While the increase in drought conditions and forest fires is considered one of the most immediate threats to the future of wild orangutan populations and wild orangutan forest habitat, the long term effects of the fires on the quality of the forest, and its susceptibility to future climate change, is also a concern. Orangutans are frugivorous primates, and are known to feed on up to 400 different types of fruit. Their very survival depends on there being enough fruit, and other forest products, to sustain them. During and after the 1997/98 El Nino fires, fruit was abundant in the Kayan Mentarang National Park in East Kalimantan in the months of January to March 1998, but then plummeted and remained low during 1999 and 2000, with some species of the Artocarpus genus failing to produce any fruits from July 1998-October 1999 at all (Suhud & Saleh, 2007). Studies in Tanjung Puting National Park in Central Kalimantan after the same fires revealed the burned peat swamp had between 13.1-68.9% fewer tree species than unburned forest in the same area, with similar findings for other areas of peat swamp forest in East Kalimantan, and follow up surveys in the same forest eight months later showed tree mortality had increased significantly (Yeager at al, 2003).

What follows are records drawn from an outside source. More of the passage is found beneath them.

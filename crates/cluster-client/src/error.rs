//! Cluster client errors

use thiserror::Error;

/// Errors that can occur when talking to the Kubernetes API server
#[derive(Debug, Error)]
pub enum ClusterError {
    /// Transport, TLS or decoding failure inside the kube client
    #[error("Kubernetes client error: {0}")]
    Kube(#[from] kube::Error),

    /// The API server rejected the request
    #[error("Kubernetes API error ({code}): {message}")]
    Api { code: u16, message: String },

    /// The named object does not exist
    #[error("{kind} '{name}' not found")]
    NotFound { kind: &'static str, name: String },

    /// Log stream could not be opened or broke while reading
    #[error("Log stream error: {0}")]
    Stream(String),

    /// Client configuration could not be resolved
    #[error("Kubernetes configuration error: {0}")]
    Config(String),
}

impl ClusterError {
    /// Whether the error means the object is absent.
    #[must_use]
    pub fn is_not_found(&self) -> bool {
        matches!(self, Self::NotFound { .. } | Self::Api { code: 404, .. })
    }

    /// Maps a kube error for `kind`/`name`, turning a 404 into [`ClusterError::NotFound`].
    pub fn from_kube(err: kube::Error, kind: &'static str, name: &str) -> Self {
        match err {
            kube::Error::Api(ref status) if status.code == 404 => Self::NotFound {
                kind,
                name: name.to_string(),
            },
            kube::Error::Api(ref status) => Self::Api {
                code: status.code,
                message: status.message.clone(),
            },
            other => Self::Kube(other),
        }
    }
}

#[cfg(test)]
mod tests {
    use super::*;

    #[test]
    fn test_is_not_found() {
        let err = ClusterError::NotFound {
            kind: "Deployment",
            name: "web".to_string(),
        };
        assert!(err.is_not_found());
        assert_eq!(err.to_string(), "Deployment 'web' not found");

        let err = ClusterError::Api {
            code: 404,
            message: "services \"web\" not found".to_string(),
        };
        assert!(err.is_not_found());

        let err = ClusterError::Api {
            code: 403,
            message: "forbidden".to_string(),
        };
        assert!(!err.is_not_found());

        assert!(!ClusterError::Stream("reset".to_string()).is_not_found());
    }
}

Warming temperatures and changes in precipitation and seasonality are likely to affect the phenology of fruiting trees, and the seasonal activities of the forests' flora and fauna (Saleh, 2009). It has been predicted that temperatures in Asia will increase by between 0.72-3.92 degrees between now and the end of the century, and the annual monsoon in Indonesia could be delayed every year by 30 days due to changes in the regional climate (Chase et al, 2009). A longer, more severe dry season is likely to reduce the abundance of fruits (Saleh, 2009), and although orangutans have been shown to store fat during periods of low fruit availability (Knott, 1998), longer periods like these will force orangutans to rely more heavily on low quality fall back foods, such as bark, and struggle to maintain their body weight. This is also likely to have an effect on orangutan reproduction, as females are less likely to conceive during periods of low fruit abundance (Saleh, 2009), and orangutan ranging patterns and social systems, as orangutans change their behavior and locations to deal with the scarcity of suitable forest foods (Suhud & Saleh, 2007).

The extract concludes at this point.